Keith Singletary, PhD, is professor emeritus of Nutrition in the Department of Food Science and Human Nutrition at the University of Illinois. From 2001 to 2004, he was the director of the Functional Foods for Health Program, an interdisciplinary program between the Chicago and Urbana-Champaign campuses of the University of Illinois. Dr Singletary received bachelor’s and master’s degrees in microbiology from Michigan State University and his PhD in nutritional sciences from the University of Illinois. Dr Singletary’s primary research interests are in molecular carcinogenesis and cancer chemoprevention, specifically identifying and determining the mechanism of action of phytochemicals in fruits, vegetables, and spices as cancer protective agents. He has been recognized with the Senior Faculty Award for Excellence in Research by the College of Agricultural, Consumer and Environmental Sciences at the University of Illinois. Dr Singletary currently resides in Florida.

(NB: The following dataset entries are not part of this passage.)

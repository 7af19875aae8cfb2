//! Scenario iteration: builds the map/heuristic/expansion policy/search
//! object once per scenario file, then runs one query at a time and
//! prints a tab-separated metrics row per query.
//!
//! Grounded on the teacher's `benchmark/src/main.rs::run_grid_problems`
//! (construct the expander once, loop queries through it), generalized
//! from "one hardcoded policy per `Algorithm` match arm" to the
//! uniform/weighted split this crate's `ExpansionPolicy` trait models.

use std::path::Path;
use std::str::FromStr;

use pathfinding::{
    AdmissibilityCriterion, ExpansionPolicy, FeasibilityCriterion, GridMap, Heuristic,
    ManhattanHeuristic, OctileHeuristic, ReopenPolicy, SearchConfig, SearchParameters,
    SearchScope, UnidirectionalSearch, UniformCostExpansionPolicy, WeightedExpansionPolicy,
    WeightedOctileHeuristic,
};
use tracing::info;

use crate::error::LoadError;
use crate::map_io;
use crate::trace::YamlTraceListener;

#[derive(Copy, Clone, Debug, PartialEq, Eq)]
pub enum Algorithm {
    AStar,
    AStar4c,
    AStarWgm,
    Dijkstra,
}

impl FromStr for Algorithm {
    type Err = InvalidAlgorithm;

    fn from_str(s: &str) -> Result<Self, Self::Err> {
        Ok(match s {
            "astar" => Algorithm::AStar,
            "astar4c" => Algorithm::AStar4c,
            "astar_wgm" => Algorithm::AStarWgm,
            "dijkstra" => Algorithm::Dijkstra,
            _ => return Err(InvalidAlgorithm(s.to_string())),
        })
    }
}

impl Algorithm {
    pub fn name(self) -> &'static str {
        match self {
            Algorithm::AStar => "astar",
            Algorithm::AStar4c => "astar4c",
            Algorithm::AStarWgm => "astar_wgm",
            Algorithm::Dijkstra => "dijkstra",
        }
    }
}

#[derive(Debug)]
pub struct InvalidAlgorithm(String);

impl std::fmt::Display for InvalidAlgorithm {
    fn fmt(&self, f: &mut std::fmt::Formatter<'_>) -> std::fmt::Result {
        write!(f, "unrecognized algorithm {:?}", self.0)
    }
}

impl std::error::Error for InvalidAlgorithm {}

pub struct QueryRow {
    pub id: usize,
    pub alg: &'static str,
    pub expanded: u64,
    pub generated: u64,
    pub reopened: u64,
    pub surplus: u64,
    pub heap_ops: u64,
    pub nanos: u64,
    pub plen: usize,
    pub pcost: f64,
    pub scost: f64,
    pub map_name: String,
}

impl QueryRow {
    pub fn print_tsv(&self) {
        println!(
            "{}\t{}\t{}\t{}\t{}\t{}\t{}\t{}\t{}\t{}\t{}\t{}",
            self.id,
            self.alg,
            self.expanded,
            self.generated,
            self.reopened,
            self.surplus,
            self.heap_ops,
            self.nanos,
            self.plen,
            self.pcost,
            self.scost,
            self.map_name,
        );
    }
}

pub fn tsv_header() {
    println!("id\talg\texpanded\tgenerated\treopen\tsurplus\theapops\tnanos\tplen\tpcost\tscost\tmap");
}

pub struct RunOutcome {
    pub rows: Vec<QueryRow>,
    pub checkopt_failed: bool,
}

pub fn run_scenario(
    alg: Algorithm,
    scen_path: &Path,
    map_override: Option<&Path>,
    costs_override: Option<&Path>,
    checkopt: bool,
    verbose: bool,
) -> Result<RunOutcome, LoadError> {
    let scenario = map_io::load_scenario(scen_path)?;
    if scenario.queries.is_empty() {
        return Ok(RunOutcome { rows: Vec::new(), checkopt_failed: false });
    }

    let first = &scenario.queries[0];
    let map_path = match map_override {
        Some(p) => p.to_owned(),
        None => map_io::resolve_map_path(scen_path, &first.map_name)?,
    };
    info!(map = %map_path.display(), queries = scenario.queries.len(), "loaded scenario");

    let precision = map_io::inferred_precision(&scenario);
    let eps = 10f64.powi(-(precision as i32)) / 2.0;

    let outcome = match alg {
        Algorithm::AStarWgm => {
            let costs_path = costs_override.ok_or(LoadError::MissingCostTable)?;
            let map = map_io::load_weighted_map(&map_path)?;
            map_io::check_map_size(scen_path, &map_path, first.map_width, first.map_height, map.width(), map.height())?;
            let costs = map_io::load_cost_table(costs_path)?;
            let scale = match costs.lowest_cost(&map) {
                Some(v) if v.is_finite() => v,
                _ => {
                    let ch = costs.first_unspecified(&map).unwrap_or('?');
                    return Err(LoadError::UnspecifiedTerrain { ch });
                }
            };
            let heuristic = WeightedOctileHeuristic::new(&map, scale);
            let width = map.width();
            let mut policy = WeightedExpansionPolicy::new(&map, &costs);
            run_with_policy(alg, &scenario, &map_path, &mut policy, &heuristic, checkopt, eps, width, None::<&GridMap>, verbose)
        }
        Algorithm::AStar | Algorithm::AStar4c | Algorithm::Dijkstra => {
            let map = map_io::load_map(&map_path)?;
            map_io::check_map_size(scen_path, &map_path, first.map_width, first.map_height, map.width(), map.height())?;
            let diagonals = alg != Algorithm::AStar4c;
            let width = map.width();
            let mut policy = UniformCostExpansionPolicy::new(&map, diagonals);
            match alg {
                Algorithm::Dijkstra => {
                    let heuristic = pathfinding::ZeroHeuristic;
                    run_with_policy(alg, &scenario, &map_path, &mut policy, &heuristic, checkopt, eps, width, Some(&map), verbose)
                }
                Algorithm::AStar4c => {
                    let heuristic = ManhattanHeuristic::new(&map);
                    run_with_policy(alg, &scenario, &map_path, &mut policy, &heuristic, checkopt, eps, width, Some(&map), verbose)
                }
                _ => {
                    let heuristic = OctileHeuristic::new(&map);
                    run_with_policy(alg, &scenario, &map_path, &mut policy, &heuristic, checkopt, eps, width, Some(&map), verbose)
                }
            }
        }
    };

    Ok(outcome)
}

#[allow(clippy::too_many_arguments)]
fn run_with_policy<E: ExpansionPolicy, H: Heuristic>(
    alg: Algorithm,
    scenario: &map_io::Scenario,
    map_path: &Path,
    policy: &mut E,
    heuristic: &H,
    checkopt: bool,
    eps: f64,
    width: u32,
    trace_map: Option<&GridMap>,
    verbose: bool,
) -> RunOutcome {
    let scope = SearchScope::new();
    let mut rows = Vec::with_capacity(scenario.queries.len());
    let mut checkopt_failed = false;
    let map_name = map_path.file_name().map(|n| n.to_string_lossy().into_owned()).unwrap_or_default();

    for (idx, query) in scenario.queries.iter().enumerate() {
        let start = pathfinding::PackedId::from(query.start.1 * width + query.start.0);
        let goal = pathfinding::PackedId::from(query.goal.1 * width + query.goal.0);
        let problem = scope.new_problem(start, goal);

        let mut search = UnidirectionalSearch::new(policy, heuristic, SearchConfig {
            admissibility: AdmissibilityCriterion::WAdmissible,
            feasibility: FeasibilityCriterion::UntilExhaustion,
            reopen: ReopenPolicy::NoReopen,
        });

        let sol = if verbose {
            if let Some(map) = trace_map {
                let mut listener = YamlTraceListener::new(map);
                search.add_listener(&mut listener);
                search.get_path(&problem, &SearchParameters::default())
            } else {
                search.get_path(&problem, &SearchParameters::default())
            }
        } else {
            search.get_path(&problem, &SearchParameters::default())
        };

        if checkopt && (sol.sum_of_edge_costs - query.optimal_distance).abs() >= eps {
            checkopt_failed = true;
        }

        rows.push(QueryRow {
            id: idx,
            alg: alg.name(),
            expanded: sol.metrics.expanded,
            generated: sol.metrics.generated,
            reopened: sol.metrics.reopened,
            surplus: sol.metrics.surplus,
            heap_ops: sol.metrics.heap_ops,
            nanos: sol.metrics.time_ns,
            plen: sol.path.len(),
            pcost: sol.sum_of_edge_costs,
            scost: query.optimal_distance,
            map_name: map_name.clone(),
        });
    }

    RunOutcome { rows, checkopt_failed }
}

Funding for preparation of this article was provided by McCormick, Inc.

The authors have no conflicts of interest to disclose.

Supplemental digital content is available for this article. Direct URL citations appear in the printed text and are provided in the HTML and PDF versions of this article on the journal’s Web site (www.nutritiontodayonline.com).

Correspondence: Keith Singletary, PhD, Department of Food Science and Human Nutrition, 260 Bevier Hall, 905 South Goodwin Ave, Urbana, IL 61801 (kws@illinois.edu).

Coriander (Coriandrum sativum L) is a spice obtained from the plant belonging to the family Umbelliferae (Apiaceae). The green, young coriander leaves are also known as cilantro and are used as a herbal flavoring in the preparation of salads, sauces, Mexican salsas, and chilies, poultry and seafood dishes, and a variety of ethnic foods. The aromatic coriander fruit or seed, either whole or ground, finds use in curry meat dishes, puddings, breads, soups, and stews. Interestingly human perception of cilantro’s taste can vary dramatically, on the one hand imparting a bittersweet, spicy taste, and, on the other hand, being described by some as soapy with a repugnant odor. The reason for this discrepancy in perception has been recently traced to individual differences in genes that control our sense of taste and response to pungent chemicals found in foods.1–3 Besides the Spanish name cilantro for the coriander leaves, the grass-like coriander plant is also known as Chinese parsley and in Sanskrit as dhanya. It is indigenous to the Middle East and Mediterranean region, although it has been cultivated in China for millennia. The essential oil constitutes approximately 1% of the coriander fruit and is among the world’s top 20 essential oils. It finds uses in perfumes, cosmetics, herbal medicines, and alcoholic liquor flavorings. In traditional remedies, coriander was used for relief of gastrointestinal maladies, although other historical uses included as an aphrodisiac, antibiotic, a remedy for respiratory ailments and pain, and a treatment for loss of appetite and memory.3–8 The aim of this overview is to highlight studies about potential antioxidant, antimicrobial, diabetes-modulating, and neurological health benefits of coriander and one of its major constituents, linalool.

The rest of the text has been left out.